A groundswell of support

In Brussels some years ago, I met a candid journalist who rhetorically inquired, “oh no, you work in biodiversity? Isn’t that suicidally depressing?”

Sure, the gravity of the ecological crisis and the woefully inadequate attention it receives is as disheartening as it is alarming, but what tremendous encouragement one can derive from the palpable progress achieved by the “cities and biodiversity” movement.Today, as I write this on an airliner, bound for another swell of international events focusing on cities and biodiversity, I realise how profoundly the tide has turned. Indeed, I have witnessed a remarkable upsurge in the field, which I would attribute to at least the following factors:

Various networks now exist to facilitate knowledge exchange, advance research, and spur action on the ground. The ICLEI-IUCN Local Action for Biodiversity (LAB) Pioneer Project and its affiliated LAB – Climate Change, and LAB – Communication, Education and Public Awareness (CEPA) projects are well established. Other networks like Urban Biodiversity and Design (URBIO), and the Urban Biosphere Initiative (URBIS) are growing in stature. ICLEI is supporting the development of new networks with thematic (e.g. Cities in Biodiversity Hotspots), linguistic (e.g. lusophone) and regional (e.g. MediverCities) foci.

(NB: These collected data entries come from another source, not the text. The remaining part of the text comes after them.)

use crossterm::event::{KeyCode, KeyEvent};
use ratatui::Frame;
use ratatui::layout::Rect;
use ratatui::style::{Modifier, Style};
use ratatui::text::{Line, Span};
use ratatui::widgets::{Block, Borders, Paragraph};

use crate::Theme;
use crate::ui::{Component, Handled, Result};

#[derive(Debug, Clone, PartialEq, Eq)]
pub enum SelectEvent {
    Changed,
    Submitted,
}

/// One choice in a [`Select`].
#[derive(Debug, Clone, PartialEq, Eq)]
pub struct SelectOption {
    pub value: String,
    pub label: String,
}

impl SelectOption {
    pub fn new(value: impl Into<String>, label: impl Into<String>) -> Self {
        Self {
            value: value.into(),
            label: label.into(),
        }
    }
}

/// Inline drop-down replacement that cycles through its options in place.
///
/// The first option is usually a placeholder with an empty value.
pub struct Select {
    label: String,
    options: Vec<SelectOption>,
    selected: usize,
    focused: bool,
    invalid: bool,
}

impl Select {
    pub fn new(label: impl Into<String>, options: Vec<SelectOption>) -> Self {
        Self {
            label: label.into(),
            options,
            selected: 0,
            focused: false,
            invalid: false,
        }
    }

    /// Value of the selected option, empty when there are no options.
    pub fn value(&self) -> &str {
        self.options
            .get(self.selected)
            .map_or("", |option| option.value.as_str())
    }

    pub const fn set_focused(&mut self, focused: bool) {
        self.focused = focused;
    }

    pub const fn set_invalid(&mut self, invalid: bool) {
        self.invalid = invalid;
    }

    fn cycle(&mut self, forward: bool) -> Handled<SelectEvent> {
        let count = self.options.len();
        if count < 2 {
            return Handled::Consumed;
        }
        self.selected = if forward {
            (self.selected + 1) % count
        } else {
            (self.selected + count - 1) % count
        };
        SelectEvent::Changed.into()
    }
}

impl Component for Select {
    type Output = SelectEvent;

    fn handle_key(&mut self, key: KeyEvent) -> Result<Handled<Self::Output>> {
        Ok(match key.code {
            KeyCode::Right | KeyCode::Char(' ' | 'l') => self.cycle(true),
            KeyCode::Left | KeyCode::Char('h') => self.cycle(false),
            KeyCode::Enter => SelectEvent::Submitted.into(),
            _ => Handled::Ignored,
        })
    }

    fn render(&mut self, frame: &mut Frame, area: Rect, theme: &Theme) {
        let label = self
            .options
            .get(self.selected)
            .map_or("", |option| option.label.as_str());
        let value_style = if self.value().is_empty() {
            Style::default().fg(theme.overlay0())
        } else {
            Style::default().fg(theme.text())
        };
        let arrow_style = Style::default().fg(if self.focused {
            theme.peach()
        } else {
            theme.overlay1()
        });

        let line = Line::from(vec![
            Span::styled("◂ ", arrow_style),
            Span::styled(label.to_string(), value_style),
            Span::styled(" ▸", arrow_style),
        ]);

        let border_color = match (self.invalid, self.focused) {
            (true, _) => theme.error(),
            (false, true) => theme.border_focused(),
            (false, false) => theme.border(),
        };
        let title_style = if self.focused {
            Style::default()
                .fg(theme.highlight())
                .add_modifier(Modifier::BOLD)
        } else {
            Style::default().fg(theme.subtext1())
        };

        let block = Block::default()
            .title(format!(" {} ", self.label))
            .title_style(title_style)
            .borders(Borders::ALL)
            .border_type(theme.border_type)
            .border_style(Style::default().fg(border_color));

        frame.render_widget(Paragraph::new(line).block(block), area);
    }
}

An ever-expanding toolkit of guidelines, indices, software and best practices now serve local governments in biodiversity management. These tools include:

Leading research institutions like Stockholm Resilience Centre, Cornell University and The New School, and groups such as the Baltimore Ecosystem Study are churning out high-calibre papers on urban social-ecological systems, directly impacting local government policy-making. Unprecedentedly large research initiatives like the Biodiversa-supported, SRC-coordinated URBES project are now in full swing.

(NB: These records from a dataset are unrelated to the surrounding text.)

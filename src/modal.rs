//! Modal session arbitration.
//!
//! The [`ModalController`] owns the single modal session of the application.
//! Callers open the form with [`ModalController::open_form_modal`] and await
//! the returned [`PendingForm`]; the UI side receives [`ModalSignal`]s over
//! a channel and reports the user's decision back to the controller.

mod controller;
mod focus;

pub use controller::{ControllerError, ModalController, ModalSignal, PendingForm};
pub use focus::FocusHost;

The Secretariat of the Convention on Biological Diversity (CBD) regularly convenes an advisory body of local governments, namely, the Global Partnership on Local and Subnational Action. The Executive Secretary, has declared that the objectives of the Convention cannot be met without the full support of local governments. The CBD Secretariat has supported and facilitated many significant local government initiatives and partnered with ICLEI to organise several City Summits, in parallel to Conferences of the Parties (COPs).

National Governments too are increasingly recognising and supporting cities as effective implementation agents of the CBD. This headway manifested in the adoption of groundbreaking decisions at the last two COPs, including the endorsement by all 193 Parties to the Convention, of a “Plan of Action” to better engage cities in biodiversity conservation.

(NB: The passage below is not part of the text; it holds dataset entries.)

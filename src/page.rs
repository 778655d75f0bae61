//! The page behind the modal: opens the form and lists past results.

use std::sync::Arc;

use crossterm::event::{KeyEvent, MouseButton, MouseEvent, MouseEventKind};
use ratatui::Frame;
use ratatui::layout::{Alignment, Constraint, Layout, Rect};
use ratatui::style::{Modifier, Style};
use ratatui::text::{Line, Span};
use ratatui::widgets::{Block, Borders, Paragraph};

use crate::Theme;
use crate::config::{GlobalAction, KeyResolver, NavAction};
use crate::form::FormRecord;
use crate::modal::FocusHost;
use crate::ui::{Component, Handled, Result, ScrollLock, contains};

#[derive(Debug, Clone, Copy, PartialEq, Eq)]
pub enum PageFocus {
    OpenButton,
    History,
    QuitButton,
}

const FOCUS_ORDER: [PageFocus; 3] = [PageFocus::OpenButton, PageFocus::History, PageFocus::QuitButton];

#[derive(Debug, Clone, PartialEq, Eq)]
pub enum PageEvent {
    OpenForm,
    Quit,
}

/// How one opening of the form ended.
#[derive(Debug, Clone, PartialEq, Eq)]
pub enum FormOutcome {
    Submitted(FormRecord),
    Cancelled,
    Failed(String),
}

#[derive(Debug, Default, Clone, Copy)]
struct PageAreas {
    open: Rect,
    history: Rect,
    quit: Rect,
}

pub struct Page {
    /// `None` while focus sits in an overlay.
    focus: Option<PageFocus>,
    history: Vec<FormOutcome>,
    scroll: usize,
    visible_rows: usize,
    notice: Option<String>,
    areas: Option<PageAreas>,
    scroll_lock: ScrollLock,
    resolver: Arc<KeyResolver>,
}

impl Page {
    pub const fn new(resolver: Arc<KeyResolver>, scroll_lock: ScrollLock) -> Self {
        Self {
            focus: Some(PageFocus::OpenButton),
            history: Vec::new(),
            scroll: 0,
            visible_rows: 1,
            notice: None,
            areas: None,
            scroll_lock,
            resolver,
        }
    }

    pub fn history(&self) -> &[FormOutcome] {
        &self.history
    }

    pub const fn scroll_offset(&self) -> usize {
        self.scroll
    }

    /// Append a result and keep the newest entry in view.
    pub fn record(&mut self, outcome: FormOutcome) {
        self.history.push(outcome);
        self.notice = None;
        self.scroll = self.max_scroll();
    }

    pub const fn has_focus(&self) -> bool {
        self.focus.is_some()
    }

    /// Give up focus, e.g. to a modal on top of the page.
    pub const fn blur(&mut self) {
        self.focus = None;
    }

    pub fn show_notice(&mut self, notice: impl Into<String>) {
        self.notice = Some(notice.into());
    }

    fn max_scroll(&self) -> usize {
        self.history.len().saturating_sub(self.visible_rows)
    }

    fn scroll_by(&mut self, delta: isize) -> Handled<PageEvent> {
        if self.scroll_lock.is_locked() {
            return Handled::Consumed;
        }
        self.scroll = self.scroll.saturating_add_signed(delta).min(self.max_scroll());
        Handled::Consumed
    }

    fn move_focus(&mut self, forward: bool) {
        let count = FOCUS_ORDER.len();
        let next = match FOCUS_ORDER.iter().position(|f| Some(*f) == self.focus) {
            Some(index) if forward => (index + 1) % count,
            Some(index) => (index + count - 1) % count,
            None => 0,
        };
        self.focus = Some(FOCUS_ORDER[next]);
    }

    fn activate(&self) -> Handled<PageEvent> {
        match self.focus {
            Some(PageFocus::OpenButton) => PageEvent::OpenForm.into(),
            Some(PageFocus::QuitButton) => PageEvent::Quit.into(),
            Some(PageFocus::History) | None => Handled::Consumed,
        }
    }

    fn history_line<'a>(outcome: &'a FormOutcome, theme: &Theme) -> Line<'a> {
        match outcome {
            FormOutcome::Submitted(record) => {
                let mut spans = vec![
                    Span::styled("✓ ", Style::default().fg(theme.success())),
                    Span::styled(record.name.as_str(), Style::default().fg(theme.text())),
                    Span::styled(format!(" <{}>", record.email), Style::default().fg(theme.subtext1())),
                    Span::styled(
                        format!(" · {}", record.position.label()),
                        Style::default().fg(theme.info()),
                    ),
                ];
                if !record.github.is_empty() {
                    spans.push(Span::styled(
                        format!(" · {}", record.github),
                        Style::default().fg(theme.overlay2()),
                    ));
                }
                Line::from(spans)
            }
            FormOutcome::Cancelled => Line::from(vec![
                Span::styled("✗ ", Style::default().fg(theme.overlay1())),
                Span::styled("cancelled", Style::default().fg(theme.overlay1())),
            ]),
            FormOutcome::Failed(message) => Line::from(vec![
                Span::styled("! ", Style::default().fg(theme.error())),
                Span::styled(message.as_str(), Style::default().fg(theme.error())),
            ]),
        }
    }

    fn button<'a>(&self, label: &'a str, target: PageFocus, theme: &Theme) -> Paragraph<'a> {
        let style = if self.focus == Some(target) {
            Style::default()
                .fg(theme.base())
                .bg(theme.primary())
                .add_modifier(Modifier::BOLD)
        } else {
            Style::default().fg(theme.primary())
        };
        Paragraph::new(Line::from(Span::styled(label, style))).alignment(Alignment::Center)
    }
}

impl Component for Page {
    type Output = PageEvent;

    fn handle_key(&mut self, key: KeyEvent) -> Result<Handled<Self::Output>> {
        let resolver = Arc::clone(&self.resolver);
        if resolver.matches_global(&key, GlobalAction::OpenForm) {
            return Ok(PageEvent::OpenForm.into());
        }
        if resolver.matches_nav(&key, NavAction::Next) {
            self.move_focus(true);
            return Ok(Handled::Consumed);
        }
        if resolver.matches_nav(&key, NavAction::Previous) {
            self.move_focus(false);
            return Ok(Handled::Consumed);
        }
        if resolver.matches_nav(&key, NavAction::Select) {
            return Ok(self.activate());
        }

        if self.focus == Some(PageFocus::History) {
            let page = isize::try_from(self.visible_rows.max(1)).unwrap_or(isize::MAX);
            if resolver.matches_nav(&key, NavAction::Up) {
                return Ok(self.scroll_by(-1));
            }
            if resolver.matches_nav(&key, NavAction::Down) {
                return Ok(self.scroll_by(1));
            }
            if resolver.matches_nav(&key, NavAction::PageUp) {
                return Ok(self.scroll_by(-page));
            }
            if resolver.matches_nav(&key, NavAction::PageDown) {
                return Ok(self.scroll_by(page));
            }
        }
        Ok(Handled::Ignored)
    }

    fn handle_mouse(&mut self, mouse: MouseEvent) -> Result<Handled<Self::Output>> {
        let Some(areas) = self.areas else {
            return Ok(Handled::Ignored);
        };
        let (column, row) = (mouse.column, mouse.row);
        Ok(match mouse.kind {
            MouseEventKind::ScrollUp if contains(areas.history, column, row) => self.scroll_by(-1),
            MouseEventKind::ScrollDown if contains(areas.history, column, row) => self.scroll_by(1),
            MouseEventKind::Down(MouseButton::Left) => {
                if contains(areas.open, column, row) {
                    self.focus = Some(PageFocus::OpenButton);
                    PageEvent::OpenForm.into()
                } else if contains(areas.quit, column, row) {
                    self.focus = Some(PageFocus::QuitButton);
                    PageEvent::Quit.into()
                } else if contains(areas.history, column, row) {
                    self.focus = Some(PageFocus::History);
                    Handled::Consumed
                } else {
                    Handled::Ignored
                }
            }
            _ => Handled::Ignored,
        })
    }

    fn render(&mut self, frame: &mut Frame, area: Rect, theme: &Theme) {
        frame.render_widget(Block::default().style(Style::default().bg(theme.base())), area);

        let [header_area, intro_area, buttons_area, notice_area, history_area, footer_area] =
            Layout::vertical([
                Constraint::Length(1),
                Constraint::Length(2),
                Constraint::Length(1),
                Constraint::Length(1),
                Constraint::Fill(1),
                Constraint::Length(1),
            ])
            .areas(area);

        frame.render_widget(
            Paragraph::new(Span::styled(
                " applyform ",
                Style::default()
                    .fg(theme.highlight())
                    .add_modifier(Modifier::BOLD),
            )),
            header_area,
        );
        frame.render_widget(
            Paragraph::new(" Open the application form, fill it in, and the result shows up below.")
                .style(Style::default().fg(theme.subtext0())),
            intro_area,
        );

        let [_, open_area, _, quit_area, _] = Layout::horizontal([
            Constraint::Length(1),
            Constraint::Length(28),
            Constraint::Length(2),
            Constraint::Length(10),
            Constraint::Fill(1),
        ])
        .areas(buttons_area);
        frame.render_widget(
            self.button("[ Fill in the application ]", PageFocus::OpenButton, theme),
            open_area,
        );
        frame.render_widget(self.button("[ Quit ]", PageFocus::QuitButton, theme), quit_area);

        if let Some(notice) = &self.notice {
            frame.render_widget(
                Paragraph::new(format!(" {notice}")).style(Style::default().fg(theme.warning())),
                notice_area,
            );
        }

        let border_color = if self.focus == Some(PageFocus::History) {
            theme.border_focused()
        } else {
            theme.border()
        };
        let block = Block::default()
            .title(format!(" Results ({}) ", self.history.len()))
            .title_style(Style::default().fg(theme.header()))
            .borders(Borders::ALL)
            .border_type(theme.border_type)
            .border_style(Style::default().fg(border_color));
        let inner = block.inner(history_area);
        frame.render_widget(block, history_area);

        self.visible_rows = usize::from(inner.height).max(1);
        self.scroll = self.scroll.min(self.max_scroll());
        let lines: Vec<Line> = self
            .history
            .iter()
            .skip(self.scroll)
            .take(self.visible_rows)
            .map(|outcome| Self::history_line(outcome, theme))
            .collect();
        if lines.is_empty() {
            frame.render_widget(
                Paragraph::new("No results yet.").style(Style::default().fg(theme.overlay0())),
                inner,
            );
        } else {
            frame.render_widget(Paragraph::new(lines), inner);
        }

        let hints = format!(
            " {} open form · {} focus · {} select · {} quit",
            self.resolver.display_global(GlobalAction::OpenForm),
            self.resolver.display_nav(NavAction::Next),
            self.resolver.display_nav(NavAction::Select),
            self.resolver.display_global(GlobalAction::Quit),
        );
        frame.render_widget(
            Paragraph::new(hints).style(Style::default().fg(theme.overlay1())),
            footer_area,
        );

        self.areas = Some(PageAreas {
            open: open_area,
            history: inner,
            quit: quit_area,
        });
    }
}

impl FocusHost for Page {
    type Target = PageFocus;

    fn focused(&self) -> Self::Target {
        self.focus.unwrap_or(PageFocus::OpenButton)
    }

    fn restore_focus(&mut self, target: Self::Target) {
        self.focus = Some(target);
    }
}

Other UN agencies, such as UN-Habitat, have started to develop tools and guidelines that focus specifically on urban biodiversity management. See for example the recent publication, Working with Nature.

Major conservation organisations are also supporting the movement. IUCN has taken a particularly proactive role, partnering with ICLEI to run LAB Pioneer Project. The IUCN French National Committee is deeply engaged with French local authorities, whilst IUCN’s World Commission on Protected Areas (WCPA) has a dedicated Urban Specialist Group.

Healthy competition between local governments has been instilled by major initiatives like the European Capitals of Biodiversity and by the inclusion of biodiversity indicators in the European Green Capitals Award. Mayors now take pride or shame in the condition of their cities’ biodiversity and extent of their ecological footprints.

Global UN-backed studies such as the 1st Cities and Biodiversity Outlook are now underway and look set to continue periodically.

All of the initiatives listed here, including this very blog, may be regarded as both symptoms and drivers of the cities and biodiversity movement.

Most importantly, cities across the world are taking action by conducting biodiversity assessments, monitoring indicators, developing Local Biodiversity Strategies and Action Plans (LBSAPs), and implementing targeted measures. Cities are already investing substantial resources in biodiversity, manifold that of national and subnational governments combined. Many cities are demonstrating outstanding commitment to biodiversity, taking advantage of their dense concentrations of political, financial, and human capital.